MLOps 學習筆記（二）：Transformer 架構與 HuggingFace 入門

前言

學完 Phase 1 的訓練迴圈之後，我開始思考一個問題：GPT 和 BERT 這類大語言模型，和我訓練的線性迴歸在結構上有什麼本質差異？

答案是 Transformer 架構，而核心是 Self-Attention 機制。

這個機制解決了一個語言處理的根本問題：「處理一個詞的時候，要怎麼知道句子裡其他詞對它的影響？」

以「銀行旁邊有條河」和「我去銀行存錢」為例，「銀行」這個詞出現在完全不同的語境，意思不同。傳統的 RNN 會順序處理，很難捕捉長距離依賴；Self-Attention 讓每個詞能同時「看到」整個句子，動態決定關注哪些詞。

背景知識

神經網路的核心三步驟

步驟	說明
Forward Pass（前向傳播）	資料從輸入層流向輸出層，得到預測值
Loss Function	衡量預測和真實的差距（CrossEntropy、MSE）
Backpropagation（反向傳播）	用 chain rule 從輸出往回算每個參數的梯度

Activation Function 為什麼重要？

如果沒有 activation function，不管疊幾層線性層，整個網路等價於一層線性變換，沒辦法學習非線性關係：

沒有 activation：Linear → Linear → Linear ≡ 一個 Linear
有 activation：Linear → ReLU → Linear → ReLU → Linear（真正的深度網路）

ReLU 是最常用的選擇：簡單、計算快、梯度不容易消失：

$\text{ReLU}(x) = \max(0, x)$

Transformer 的核心：Q、K、V

Self-Attention 把每個 token 轉成三個向量：

Q（Query）：「我想找什麼資訊？」
K（Key）：「我有什麼資訊？」
V（Value）：「我實際提供的內容」

計算流程：Q 和每個 K 做內積 → Softmax 得到注意力權重 → 對 V 做加權平均（如圖 1 所示）：

$\text{Attention}(Q, K, V) = \text{softmax}\!\left(\frac{QK^\top}{\sqrt{d_k}}\right)V$

Self-Attention Q、K、V 視覺隱喻

圖1 ▲ Q（放大鏡）對準每個 K（文件夾）做配對，配對權重決定從 V（數據流）中提取多少資訊

Phase 2 實作解析

手動實作 Scaled Dot-Product Attention

import torch
import torch.nn.functional as F
import math

def scaled_dot_product_attention(Q, K, V, mask=None):
    """
    Q, K, V: (batch, seq_len, d_k)
    """
    d_k = Q.shape[-1]

    # Q @ K^T：計算每對 token 的相關性分數
    scores = Q @ K.transpose(-2, -1) / math.sqrt(d_k)
    # 除以 sqrt(d_k) 避免內積值太大導致 Softmax 梯度消失

    if mask is not None:
        scores = scores.masked_fill(mask == 0, float('-inf'))

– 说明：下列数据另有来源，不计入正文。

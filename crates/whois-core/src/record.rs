//! Registry records: one parsed entry per address block, domain or ASN.
//!
//! A record's stored text is a list of lines. Lines starting with `_` are
//! directives and never reach the body:
//!
//! - `_REFER: <host>` points clients at another WHOIS server
//! - `_PULL: <host> [port]` asks the pull scheduler to mirror an upstream
//!
//! Every other line is returned to clients verbatim.

use ipnet::IpNet;
use std::net::IpAddr;
use tracing::warn;

use crate::error::{Result, WhoisError};

/// Port used by `_PULL` targets that do not name one.
pub const DEFAULT_WHOIS_PORT: u16 = 43;

/// Directive setting the referral server.
const REFER_DIRECTIVE: &str = "_REFER";

/// Directive setting the pull target.
const PULL_DIRECTIVE: &str = "_PULL";

/// What a record describes.
///
/// Only address records carry a payload: the network used for
/// containment tests.
#[derive(Debug, Clone, Copy, PartialEq, Eq)]
pub enum RecordKind {
    /// An IPv4 or IPv6 block (a bare address is a /32 or /128)
    Address(IpNet),
    /// A domain name or TLD
    Domain,
    /// An autonomous system number (`as<digits>`)
    Asn,
}

impl RecordKind {
    /// Short label used in logs.
    #[must_use]
    pub const fn label(&self) -> &'static str {
        match self {
            Self::Address(IpNet::V4(_)) => "ipv4",
            Self::Address(IpNet::V6(_)) => "ipv6",
            Self::Domain => "domain",
            Self::Asn => "asn",
        }
    }
}

/// Upstream server a pull-flagged record is refreshed from.
#[derive(Debug, Clone, PartialEq, Eq, Hash)]
pub struct PullTarget {
    /// Upstream WHOIS host
    pub host: String,
    /// Upstream port (default 43)
    pub port: u16,
}

/// One immutable registry entry.
#[derive(Debug, Clone, PartialEq, Eq)]
pub struct Record {
    name: String,
    kind: RecordKind,
    body: Vec<String>,
    referral: Option<String>,
    pull: Option<PullTarget>,
    dynamic: bool,
}

impl Record {
    /// Parse an address record. `network` is an IP address or CIDR block.
    pub fn address(network: &str, data: &str) -> Result<Self> {
        let net = parse_network(network)?;
        Ok(Self::parse(network, RecordKind::Address(net), data))
    }

    /// Parse a domain (or TLD) record.
    #[must_use]
    pub fn domain(name: &str, data: &str) -> Self {
        Self::parse(name, RecordKind::Domain, data)
    }

    /// Parse an ASN record.
    #[must_use]
    pub fn asn(name: &str, data: &str) -> Self {
        Self::parse(name, RecordKind::Asn, data)
    }

    /// Build an address record from already formatted body lines.
    ///
    /// Used for records supplied by an external feed: no directives are
    /// interpreted, so such records never refer or pull.
    #[must_use]
    pub fn synthesized_address(net: IpNet, body: Vec<String>) -> Self {
        Self {
            name: net.to_string().to_lowercase(),
            kind: RecordKind::Address(net),
            body,
            referral: None,
            pull: None,
            dynamic: false,
        }
    }

    /// Mark this record as produced by the pull scheduler.
    #[must_use]
    pub fn into_dynamic(mut self) -> Self {
        self.dynamic = true;
        self
    }

    fn parse(name: &str, kind: RecordKind, data: &str) -> Self {
        let name = name.to_lowercase();
        let mut body = Vec::new();
        let mut referral = None;
        let mut pull = None;

        for line in data.split('\n') {
            let line = line.strip_suffix('\r').unwrap_or(line);

            if !line.starts_with('_') {
                body.push(line.to_string());
                continue;
            }

            let (directive, value) = match line.split_once(':') {
                Some((directive, value)) => (directive, value.trim()),
                None => (line, ""),
            };

            match directive {
                REFER_DIRECTIVE if !value.is_empty() => referral = Some(value.to_string()),
                PULL_DIRECTIVE => match parse_pull(value) {
                    Some(target) => pull = Some(target),
                    None => warn!(record = %name, value, "ignoring malformed _PULL directive"),
                },
                _ => {}
            }
        }

        if let (Some(referral), Some(target)) = (&referral, &pull) {
            warn!(
                record = %name,
                referral = %referral,
                pull = %target.host,
                "record has both _REFER and _PULL, ignoring _PULL"
            );
            pull = None;
        }

        Self {
            name,
            kind,
            body,
            referral,
            pull,
            dynamic: false,
        }
    }

    /// Canonical lowercase key.
    #[must_use]
    pub fn name(&self) -> &str {
        &self.name
    }

    /// Record kind (with the network for address records).
    #[must_use]
    pub const fn kind(&self) -> &RecordKind {
        &self.kind
    }

    /// Body lines, directives removed.
    #[must_use]
    pub fn body(&self) -> &[String] {
        &self.body
    }

    /// Body lines joined with `\n`.
    #[must_use]
    pub fn body_text(&self) -> String {
        self.body.join("\n")
    }

    /// Referral server, if the record delegates.
    #[must_use]
    pub fn referral(&self) -> Option<&str> {
        self.referral.as_deref()
    }

    #[must_use]
    pub const fn has_referral(&self) -> bool {
        self.referral.is_some()
    }

    /// Upstream pull target, if any.
    #[must_use]
    pub const fn pull(&self) -> Option<&PullTarget> {
        self.pull.as_ref()
    }

    #[must_use]
    pub const fn has_pull(&self) -> bool {
        self.pull.is_some()
    }

    /// True for records written by the pull scheduler.
    #[must_use]
    pub const fn is_dynamic(&self) -> bool {
        self.dynamic
    }

    /// Network of an address record.
    #[must_use]
    pub const fn network(&self) -> Option<&IpNet> {
        match &self.kind {
            RecordKind::Address(net) => Some(net),
            _ => None,
        }
    }
}

/// Parse an IP address or CIDR block, accepting host bits in the block.
pub fn parse_network(value: &str) -> Result<IpNet> {
    let value = value.trim();
    if value.contains('/') {
        value
            .parse::<IpNet>()
            .map_err(|e| WhoisError::Parse(format!("{value} is not a valid network: {e}")))
    } else {
        value
            .parse::<IpAddr>()
            .map(IpNet::from)
            .map_err(|e| WhoisError::Parse(format!("{value} is not a valid IP address: {e}")))
    }
}

fn parse_pull(value: &str) -> Option<PullTarget> {
    let mut parts = value.split_whitespace();
    let host = parts.next()?;
    let port = match parts.next() {
        Some(port) => port.parse().ok()?,
        None => DEFAULT_WHOIS_PORT,
    };

    Some(PullTarget {
        host: host.to_string(),
        port,
    })
}

#[cfg(test)]
mod tests {
    use super::*;

    #[test]
    fn test_referral_round_trip() {
        let record = Record::domain(
            "example.com",
            "_REFER: whois.example.net\ndomain: example.com\nstatus: active",
        );
        assert!(record.has_referral());
        assert_eq!(record.referral(), Some("whois.example.net"));
        assert_eq!(record.body_text(), "domain: example.com\nstatus: active");
    }

    #[test]
    fn test_referral_keeps_port_suffix() {
        let record = Record::asn("AS64500", "_REFER: whois.example.net:4343\naut-num: AS64500");
        assert_eq!(record.referral(), Some("whois.example.net:4343"));
    }

    #[test]
    fn test_directives_never_reach_body() {
        let record = Record::domain(
            "example.org",
            "_PULL: whois.upstream.net\n_COMMENT: internal\n_\nline one\nline two",
        );
        assert_eq!(record.body(), ["line one", "line two"]);
        assert!(!record.body_text().contains('_'));
    }

    #[test]
    fn test_name_is_lowercased() {
        let record = Record::asn("AS64500", "aut-num: AS64500");
        assert_eq!(record.name(), "as64500");
        assert_eq!(record.kind(), &RecordKind::Asn);
    }

    #[test]
    fn test_crlf_lines_and_trailing_newline() {
        let record = Record::domain("example.com", "a\r\nb\r\n");
        assert_eq!(record.body(), ["a", "b", ""]);
        assert_eq!(record.body_text(), "a\nb\n");
    }

    #[test]
    fn test_pull_default_port() {
        let record = Record::domain("example.com", "_PULL: whois.upstream.net\nbody");
        let pull = record.pull().unwrap();
        assert_eq!(pull.host, "whois.upstream.net");
        assert_eq!(pull.port, DEFAULT_WHOIS_PORT);
        assert!(!record.has_referral());
    }

    #[test]
    fn test_pull_explicit_port() {
        let record = Record::domain("example.com", "_PULL: whois.upstream.net 4343");
        assert_eq!(record.pull().unwrap().port, 4343);
    }

    #[test]
    fn test_pull_bad_port_is_ignored() {
        let record = Record::domain("example.com", "_PULL: whois.upstream.net notaport");
        assert!(!record.has_pull());
    }

    #[test]
    fn test_referral_wins_over_pull() {
        // Order of the directives does not matter.
        for data in [
            "_PULL: whois.upstream.net\n_REFER: whois.example.net",
            "_REFER: whois.example.net\n_PULL: whois.upstream.net",
        ] {
            let record = Record::domain("example.com", data);
            assert_eq!(record.referral(), Some("whois.example.net"));
            assert!(!record.has_pull());
        }
    }

    #[test]
    fn test_empty_referral_is_no_referral() {
        let record = Record::domain("example.com", "_REFER:\nbody");
        assert!(!record.has_referral());
    }

    #[test]
    fn test_address_cidr_and_bare() {
        let block = Record::address("10.0.0.0/8", "net").unwrap();
        assert_eq!(block.network().unwrap().prefix_len(), 8);
        assert_eq!(block.kind().label(), "ipv4");

        let host = Record::address("2001:DB8::1", "host").unwrap();
        assert_eq!(host.name(), "2001:db8::1");
        assert_eq!(host.network().unwrap().prefix_len(), 128);
        assert_eq!(host.kind().label(), "ipv6");
    }

    #[test]
    fn test_address_rejects_garbage() {
        assert!(matches!(
            Record::address("10.0.0.256/8", ""),
            Err(WhoisError::Parse(_))
        ));
        assert!(Record::address("not-an-ip", "").is_err());
        assert!(Record::address("10.0.0.0/33", "").is_err());
    }

    #[test]
    fn test_synthesized_address_has_no_directives() {
        let net: IpNet = "192.0.2.0/24".parse().unwrap();
        let record =
            Record::synthesized_address(net, vec!["_REFER: nowhere".into(), "Network: x".into()]);
        assert!(!record.has_referral());
        assert_eq!(record.name(), "192.0.2.0/24");
        assert!(!record.is_dynamic());
        assert!(record.into_dynamic().is_dynamic());
    }
}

    # Softmax → 每列加總為 1 的注意力權重
    attn_weights = F.softmax(scores, dim=-1)

    # 加權平均 V
    return attn_weights @ V, attn_weights

為什麼要除以 $\sqrt{d_k}$ ？當維度很高時，內積的值會很大，Softmax 後梯度幾乎消失（某一個位置的權重趨近 1，其他趨近 0），縮放是為了保持梯度穩定。

Multi-Head Attention：同時從多個角度理解

單一 Attention 只能關注一種關係。Multi-Head 讓模型同時從多個角度做 Attention，最後合併（架構如圖 2 所示）：

class MultiHeadAttention(nn.Module):
    def __init__(self, d_model, num_heads):
        super().__init__()
        self.d_k = d_model // num_heads
        self.num_heads = num_heads

        self.W_q = nn.Linear(d_model, d_model)
        self.W_k = nn.Linear(d_model, d_model)
        self.W_v = nn.Linear(d_model, d_model)
        self.W_o = nn.Linear(d_model, d_model)

    def split_heads(self, x):
        batch, seq, _ = x.shape
        # (batch, seq, d_model) → (batch, heads, seq, d_k)
        return x.view(batch, seq, self.num_heads, self.d_k).transpose(1, 2)

    def forward(self, x, mask=None):
        Q = self.split_heads(self.W_q(x))
        K = self.split_heads(self.W_k(x))
        V = self.split_heads(self.W_v(x))

        out, _ = scaled_dot_product_attention(Q, K, V, mask)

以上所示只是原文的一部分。